Output the data below exactly, down to the last character.

STUDY MATERIAL:
[Start of Attachment]

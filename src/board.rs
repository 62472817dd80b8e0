//! Board-game layer on top of the generated world.
//!
//! This module contains:
//! - `player`: money, assets and position
//! - `ledger`: purchased-home records behind the `PropertyStore` trait
//! - `economy`: station buildings, settlement and the calendar
//! - `travel`: distance in colored tiles
//! - `misfortune`: the curse that follows players around

mod economy;
mod ledger;
mod misfortune;
mod player;
mod travel;

pub use economy::{
    BUILDING_COSTS, BUILDING_INCOME, BUILDING_NAMES, Calendar, Estates, Holding, SETTLEMENT_MONTH, Sale,
    TURNS_PER_YEAR, purchase_home,
};
pub use ledger::{PropertyLedger, PropertyRecord, PropertyStore};
pub use misfortune::{
    EffectKind, EffectResult, EffectTemplate, KING_EFFECTS, Misfortune, MisfortuneOutcome, NORMAL_EFFECTS, Stage,
    UPGRADE_TURNS,
};
pub use player::{DESTINATION_REWARD, INITIAL_MONEY, Player, PlayerId};
pub use travel::{colored_distance, farthest_from};
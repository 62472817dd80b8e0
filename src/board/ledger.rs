//! Purchased-property records keyed by city and property index.

use std::collections::BTreeMap;

use serde::{Deserialize, Serialize};

use super::player::PlayerId;
use crate::error::PurchaseError;

/// Ownership record for one home in a city.
#[derive(Debug, Clone, PartialEq, Eq, Serialize, Deserialize)]
pub struct PropertyRecord {
    /// `"{city}_{index}"`.
    pub id: String,
    /// City the property belongs to.
    pub city: String,
    /// Index within the city's listing.
    pub index: usize,
    /// Buyer, if sold.
    pub purchased_by: Option<PlayerId>,
    /// Price paid, if sold.
    pub purchase_price: Option<i64>,
}

impl PropertyRecord {
    fn new(city: &str, index: usize) -> Self {
        Self {
            id: format!("{city}_{index}"),
            city: city.to_owned(),
            index,
            purchased_by: None,
            purchase_price: None,
        }
    }

    /// True once someone has bought it.
    #[must_use]
    pub const fn is_purchased(&self) -> bool {
        self.purchased_by.is_some()
    }
}

/// Key-value store of property records.
///
/// Constructed once per session and passed to whatever needs lookups.
pub trait PropertyStore {
    /// Fetch a record, creating an unsold one on first access.
    fn get_or_create(&mut self, city: &str, index: usize) -> &PropertyRecord;

    /// Record a sale.
    ///
    /// # Errors
    ///
    /// Returns [`PurchaseError::AlreadyOwned`] if the property was sold before.
    fn mark_purchased(
        &mut self,
        city: &str,
        index: usize,
        player: PlayerId,
        price: i64,
    ) -> Result<&PropertyRecord, PurchaseError>;
}

/// In-memory [`PropertyStore`].
#[derive(Debug, Clone, Default, PartialEq, Eq, Serialize, Deserialize)]
pub struct PropertyLedger {
    homes: BTreeMap<String, BTreeMap<usize, PropertyRecord>>,
}

impl PropertyLedger {
    /// An empty ledger.
    #[must_use]
    pub fn new() -> Self {
        Self::default()
    }

    /// Lookup without creating.
    #[must_use]
    pub fn get(&self, city: &str, index: usize) -> Option<&PropertyRecord> {
        self.homes.get(city).and_then(|c| c.get(&index))
    }

    /// Every sold property of a player.
    pub fn owned_by(&self, player: PlayerId) -> impl Iterator<Item = &PropertyRecord> {
        self.homes
            .values()
            .flat_map(BTreeMap::values)
            .filter(move |r| r.purchased_by == Some(player))
    }
}

impl PropertyStore for PropertyLedger {
    fn get_or_create(&mut self, city: &str, index: usize) -> &PropertyRecord {
        self.homes
            .entry(city.to_owned())
            .or_default()
            .entry(index)
            .or_insert_with(|| PropertyRecord::new(city, index))
    }

    fn mark_purchased(
        &mut self,
        city: &str,
        index: usize,
        player: PlayerId,
        price: i64,
    ) -> Result<&PropertyRecord, PurchaseError> {
        let record = self
            .homes
            .entry(city.to_owned())
            .or_default()
            .entry(index)
            .or_insert_with(|| PropertyRecord::new(city, index));
        if record.is_purchased() {
            return Err(PurchaseError::AlreadyOwned(record.id.clone()));
        }
        record.purchased_by = Some(player);
        record.purchase_price = Some(price);
        Ok(record)
    }
}

#[cfg(test)]
mod tests {
    use super::*;

    #[test]
    fn test_get_or_create_is_stable() {
        let mut ledger = PropertyLedger::new();
        let id = ledger.get_or_create("苏州", 2).id.clone();
        assert_eq!(id, "苏州_2");
        assert!(!ledger.get_or_create("苏州", 2).is_purchased());
        assert!(ledger.get("苏州", 3).is_none());
    }

    #[test]
    fn test_second_purchase_fails() {
        let mut ledger = PropertyLedger::new();
        let rec = ledger.mark_purchased("杭州", 0, 1, 4000).unwrap();
        assert_eq!(rec.purchase_price, Some(4000));
        let err = ledger.mark_purchased("杭州", 0, 0, 9000).unwrap_err();
        assert_eq!(err, PurchaseError::AlreadyOwned("杭州_0".into()));
        assert_eq!(ledger.owned_by(1).count(), 1);
        assert_eq!(ledger.owned_by(0).count(), 0);
    }

    #[test]
    fn test_ledger_serializes() {
        let mut ledger = PropertyLedger::new();
        ledger.mark_purchased("a", 1, 0, 10).unwrap();
        let json = serde_json::to_string(&ledger).unwrap();
        let back: PropertyLedger = serde_json::from_str(&json).unwrap();
        assert_eq!(back, ledger);
    }
}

[End of Attachment]

COMPLETED TASK:
filename src/board.rs
repository 62472817dd80b8e0
//! Board-game layer on top of the generated world.
//!
//! This module contains:
//! - `player`: money, assets and position
//! - `ledger`: purchased-home records behind the `PropertyStore` trait
//! - `economy`: station buildings, settlement and the calendar
//! - `travel`: distance in colored tiles
//! - `misfortune`: the curse that follows players around

mod economy;
mod ledger;
mod misfortune;
mod player;
mod travel;

pub use economy::{
    BUILDING_COSTS, BUILDING_INCOME, BUILDING_NAMES, Calendar, Estates, Holding, SETTLEMENT_MONTH, Sale,
    TURNS_PER_YEAR, purchase_home,
};
pub use ledger::{PropertyLedger, PropertyRecord, PropertyStore};
pub use misfortune::{
    EffectKind, EffectResult, EffectTemplate, KING_EFFECTS, Misfortune, MisfortuneOutcome, NORMAL_EFFECTS, Stage,
    UPGRADE_TURNS,
};
pub use player::{DESTINATION_REWARD, INITIAL_MONEY, Player, PlayerId};
pub use travel::{colored_distance, farthest_from};
repository 62472817dd80b8e0
filename src/board/ledger.rs
//! Purchased-property records keyed by city and property index.

use std::collections::BTreeMap;

use serde::{Deserialize, Serialize};

use super::player::PlayerId;
use crate::error::PurchaseError;

/// Ownership record for one home in a city.
#[derive(Debug, Clone, PartialEq, Eq, Serialize, Deserialize)]
pub struct PropertyRecord {
    /// `"{city}_{index}"`.
    pub id: String,
    /// City the property belongs to.
    pub city: String,
    /// Index within the city's listing.
    pub index: usize,
    /// Buyer, if sold.
    pub purchased_by: Option<PlayerId>,
    /// Price paid, if sold.
    pub purchase_price: Option<i64>,
}

impl PropertyRecord {
    fn new(city: &str, index: usize) -> Self {
        Self {
            id: format!("{city}_{index}"),
            city: city.to_owned(),
            index,
            purchased_by: None,
            purchase_price: None,
        }
    }

    /// True once someone has bought it.
    #[must_use]
    pub const fn is_purchased(&self) -> bool {
        self.purchased_by.is_some()
    }
}

/// Key-value store of property records.
///
/// Constructed once per session and passed to whatever needs lookups.
pub trait PropertyStore {
    /// Fetch a record, creating an unsold one on first access.
    fn get_or_create(&mut self, city: &str, index: usize) -> &PropertyRecord;

    /// Record a sale.
    ///
    /// # Errors
    ///
    /// Returns [`PurchaseError::AlreadyOwned`] if the property was sold before.
    fn mark_purchased(
        &mut self,
        city: &str,
        index: usize,
        player: PlayerId,
        price: i64,
    ) -> Result<&PropertyRecord, PurchaseError>;
}

/// In-memory [`PropertyStore`].
#[derive(Debug, Clone, Default, PartialEq, Eq, Serialize, Deserialize)]
pub struct PropertyLedger {
    homes: BTreeMap<String, BTreeMap<usize, PropertyRecord>>,
}

impl PropertyLedger {
    /// An empty ledger.
    #[must_use]
    pub fn new() -> Self {
        Self::default()
    }

    /// Lookup without creating.
    #[must_use]
    pub fn get(&self, city: &str, index: usize) -> Option<&PropertyRecord> {
        self.homes.get(city).and_then(|c| c.get(&index))
    }

    /// Every sold property of a player.
    pub fn owned_by(&self, player: PlayerId) -> impl Iterator<Item = &PropertyRecord> {
        self.homes
            .values()
            .flat_map(BTreeMap::values)
            .filter(move |r| r.purchased_by == Some(player))
    }
}

impl PropertyStore for PropertyLedger {
    fn get_or_create(&mut self, city: &str, index: usize) -> &PropertyRecord {
        self.homes
            .entry(city.to_owned())
            .or_default()
            .entry(index)
            .or_insert_with(|| PropertyRecord::new(city, index))
    }

    fn mark_purchased(
        &mut self,
        city: &str,
        index: usize,
        player: PlayerId,
        price: i64,
    ) -> Result<&PropertyRecord, PurchaseError> {
        let record = self
            .homes
            .entry(city.to_owned())
            .or_default()
            .entry(index)
            .or_insert_with(|| PropertyRecord::new(city, index));
        if record.is_purchased() {
            return Err(PurchaseError::AlreadyOwned(record.id.clone()));
        }
        record.purchased_by = Some(player);
        record.purchase_price = Some(price);
        Ok(record)
    }
}

#[cfg(test)]
mod tests {
    use super::*;

    #[test]
    fn test_get_or_create_is_stable() {
        let mut ledger = PropertyLedger::new();
        let id = ledger.get_or_create("苏州", 2).id.clone();
        assert_eq!(id, "苏州_2");
        assert!(!ledger.get_or_create("苏州", 2).is_purchased());
        assert!(ledger.get("苏州", 3).is_none());
    }

    #[test]
    fn test_second_purchase_fails() {
        let mut ledger = PropertyLedger::new();
        let rec = ledger.mark_purchased("杭州", 0, 1, 4000).unwrap();
        assert_eq!(rec.purchase_price, Some(4000));
        let err = ledger.mark_purchased("杭州", 0, 0, 9000).unwrap_err();
        assert_eq!(err, PurchaseError::AlreadyOwned("杭州_0".into()));
        assert_eq!(ledger.owned_by(1).count(), 1);
        assert_eq!(ledger.owned_by(0).count(), 0);
    }

    #[test]
    fn test_ledger_serializes() {
        let mut ledger = PropertyLedger::new();
        ledger.mark_purchased("a", 1, 0, 10).unwrap();
        let json = serde_json::to_string(&ledger).unwrap();
        let back: PropertyLedger = serde_json::from_str(&json).unwrap();
        assert_eq!(back, ledger);
    }
}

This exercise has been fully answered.